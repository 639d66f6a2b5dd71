//! Live response sink owned by the transport.
//!
//! # Responsibilities
//! - Hold status and headers until the first flush, then hand them over as
//!   the response head
//! - Carry flushed body bytes to the connection through a bounded channel
//!
//! # Design Decisions
//! - Status and header changes after the head is sent have no effect
//! - A full channel makes `flush` wait for the client to catch up
//! - Once the client is gone, writes are dropped

use async_trait::async_trait;
use axum::body::Bytes;
use axum::http::{HeaderMap, StatusCode};
use tokio::sync::{mpsc, oneshot};

use crate::handler::ResponseSink;

/// Body chunks that may wait between the handler and the connection.
const CHANNEL_CAPACITY: usize = 16;

/// Status and headers of a committed response.
pub type ResponseHead = (StatusCode, HeaderMap);

#[derive(Debug)]
pub struct StreamingResponse {
    status: StatusCode,
    headers: HeaderMap,
    pending: Vec<u8>,
    head: Option<oneshot::Sender<ResponseHead>>,
    body: mpsc::Sender<Bytes>,
}

impl StreamingResponse {
    /// Create a sink plus the receiving ends for its head and body.
    pub fn channel() -> (Self, oneshot::Receiver<ResponseHead>, mpsc::Receiver<Bytes>) {
        let (head_tx, head_rx) = oneshot::channel();
        let (body_tx, body_rx) = mpsc::channel(CHANNEL_CAPACITY);
        let sink = Self {
            status: StatusCode::OK,
            headers: HeaderMap::new(),
            pending: Vec::new(),
            head: Some(head_tx),
            body: body_tx,
        };
        (sink, head_rx, body_rx)
    }

    pub fn is_committed(&self) -> bool {
        self.head.is_none()
    }

    /// Flush the rest. A handler that wrote nothing still produces a head.
    pub async fn finish(mut self) {
        self.flush().await;
    }

    fn commit(&mut self) {
        if let Some(head) = self.head.take() {
            let _ = head.send((self.status, std::mem::take(&mut self.headers)));
        }
    }
}

#[async_trait]
impl ResponseSink for StreamingResponse {
    fn headers_mut(&mut self) -> &mut HeaderMap {
        &mut self.headers
    }

    fn set_status(&mut self, status: StatusCode) {
        if self.is_committed() {
            tracing::debug!(status = status.as_u16(), "Status set after response was committed");
            return;
        }
        self.status = status;
    }

    fn write(&mut self, data: &[u8]) {
        if !self.body.is_closed() {
            self.pending.extend_from_slice(data);
        }
    }

    async fn flush(&mut self) {
        self.commit();
        if self.pending.is_empty() {
            return;
        }
        let chunk = Bytes::from(std::mem::take(&mut self.pending));
        let _ = self.body.send(chunk).await;
    }
}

EXERCISE INSTRUCTIONS » The complete listing is to be repeated exactly.

RESPONSE TO THE EXERCISE »
repository 639d66f6a2b5dd71
//! Live response sink owned by the transport.
//!
//! # Responsibilities
//! - Hold status and headers until the first flush, then hand them over as
//!   the response head
//! - Carry flushed body bytes to the connection through a bounded channel
//!
//! # Design Decisions
//! - Status and header changes after the head is sent have no effect
//! - A full channel makes `flush` wait for the client to catch up
//! - Once the client is gone, writes are dropped

use async_trait::async_trait;
use axum::body::Bytes;
use axum::http::{HeaderMap, StatusCode};
use tokio::sync::{mpsc, oneshot};

use crate::handler::ResponseSink;

/// Body chunks that may wait between the handler and the connection.
const CHANNEL_CAPACITY: usize = 16;

/// Status and headers of a committed response.
pub type ResponseHead = (StatusCode, HeaderMap);

#[derive(Debug)]
pub struct StreamingResponse {
    status: StatusCode,
    headers: HeaderMap,
    pending: Vec<u8>,
    head: Option<oneshot::Sender<ResponseHead>>,
    body: mpsc::Sender<Bytes>,
}

impl StreamingResponse {
    /// Create a sink plus the receiving ends for its head and body.
    pub fn channel() -> (Self, oneshot::Receiver<ResponseHead>, mpsc::Receiver<Bytes>) {
        let (head_tx, head_rx) = oneshot::channel();
        let (body_tx, body_rx) = mpsc::channel(CHANNEL_CAPACITY);
        let sink = Self {
            status: StatusCode::OK,
            headers: HeaderMap::new(),
            pending: Vec::new(),
            head: Some(head_tx),
            body: body_tx,
        };
        (sink, head_rx, body_rx)
    }

    pub fn is_committed(&self) -> bool {
        self.head.is_none()
    }

    /// Flush the rest. A handler that wrote nothing still produces a head.
    pub async fn finish(mut self) {
        self.flush().await;
    }

    fn commit(&mut self) {
        if let Some(head) = self.head.take() {
            let _ = head.send((self.status, std::mem::take(&mut self.headers)));
        }
    }
}

#[async_trait]
impl ResponseSink for StreamingResponse {
    fn headers_mut(&mut self) -> &mut HeaderMap {
        &mut self.headers
    }

    fn set_status(&mut self, status: StatusCode) {
        if self.is_committed() {
            tracing::debug!(status = status.as_u16(), "Status set after response was committed");
            return;
        }
        self.status = status;
    }

    fn write(&mut self, data: &[u8]) {
        if !self.body.is_closed() {
            self.pending.extend_from_slice(data);
        }
    }

    async fn flush(&mut self) {
        self.commit();
        if self.pending.is_empty() {
            return;
        }
        let chunk = Bytes::from(std::mem::take(&mut self.pending));
        let _ = self.body.send(chunk).await;
    }
}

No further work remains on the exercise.